BY
EDWIN L. MILLER, A.M.
PRINCIPAL OF THE NORTHWESTERN HIGH SCHOOL
DETROIT, MICHIGAN
BOSTON NEW YORK CHICAGO
HOUGHTON MIFFLIN COMPANY
The Riverside Press Cambridge
COPYRIGHT, 1916, BY EDWIN L. MILLER
ALL RIGHTS RESERVED
THE RIVERSIDE PRESS
CAMBRIDGE · MASSACHUSETTS
U · S · A
PREFACE
This volume is the second in a series of four, each of which has been planned to cover one stage in the composition work of the secondary-school course. These books have been designed to supply material adapted as exactly as possible to the capacity of the pupils. Most of the exercises which they contain have been devised with the idea of reproducing in an elementary form the methods of self-instruction which have been employed by successful writers from Homer to Kipling. Nearly all of them have been subjected to the test of actual classroom use on a large scale. They may be used independently or as supplementary to a more formal textbook. Each volume contains rather more work than an ordinary class can do in one hundred recitations.
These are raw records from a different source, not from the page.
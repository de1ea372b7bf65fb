//! Hashtag extraction / 话题标签提取
//!
//! A hashtag is `#` followed by a run of word characters (letters of any
//! script, digits, underscore). Names are kept without the `#`; the store
//! keeps them with it.

use once_cell::sync::Lazy;
use regex::Regex;
use std::collections::BTreeSet;

/// Normalized hashtag names / 标签名集合
pub type HashtagSet = BTreeSet<String>;

/// Prefix carried by stored hashtag values
pub const HASHTAG_PREFIX: char = '#';

static HASHTAG_PATTERN: Lazy<Regex> =
    Lazy::new(|| Regex::new(r"#(\w+)").expect("hashtag pattern is valid"));

/// Extract the distinct hashtag names in `text` / 提取文本中的标签
///
/// Matches are left-to-right and non-overlapping; punctuation or whitespace
/// ends a name, so `#Spring-Boot` yields `Spring`. Case is preserved.
pub fn extract(text: Option<&str>) -> HashtagSet {
    let Some(text) = text else {
        return HashtagSet::new();
    };

    HASHTAG_PATTERN
        .captures_iter(text.trim())
        .filter_map(|c| c.get(1))
        .map(|m| m.as_str().to_string())
        .collect()
}

/// `java` -> `#java`
pub fn to_stored(name: &str) -> String {
    format!("{}{}", HASHTAG_PREFIX, name)
}

/// `#java` -> `java`; values without the prefix are returned unchanged
pub fn from_stored(value: &str) -> &str {
    value.strip_prefix(HASHTAG_PREFIX).unwrap_or(value)
}
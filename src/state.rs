use std::sync::Arc;

use crate::articles::ArticleService;
use crate::config::BoardConfig;
use crate::error::Result;
use crate::search::{PaginationWindow, SearchDispatcher};
use crate::store::SqliteStore;

/// Shared handler state / 共享状态
///
/// Every member is read-only after startup.
pub struct AppState {
    pub search: SearchDispatcher,
    pub articles: ArticleService,
    pub pagination: PaginationWindow,
    pub board: BoardConfig,
}

impl AppState {
    pub fn new(store: SqliteStore, board: BoardConfig) -> Result<Self> {
        Ok(Self {
            search: SearchDispatcher::new(Arc::new(store.clone())),
            articles: ArticleService::new(store),
            pagination: PaginationWindow::new(board.bar_length)?,
            board,
        })
    }
}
In each volume will be found exercises that involve each of the four forms of discourse; but emphasis is placed in Book I on description, in Book II on narration, in Book III on exposition, and in Book IV on argumentation. Similarly, while stress is laid in Book I on letter-writing, in Book II on journalism, in Book III on literary effect, and in Book IV on the civic aspects of composition, all of these phases of the subject receive attention in each volume.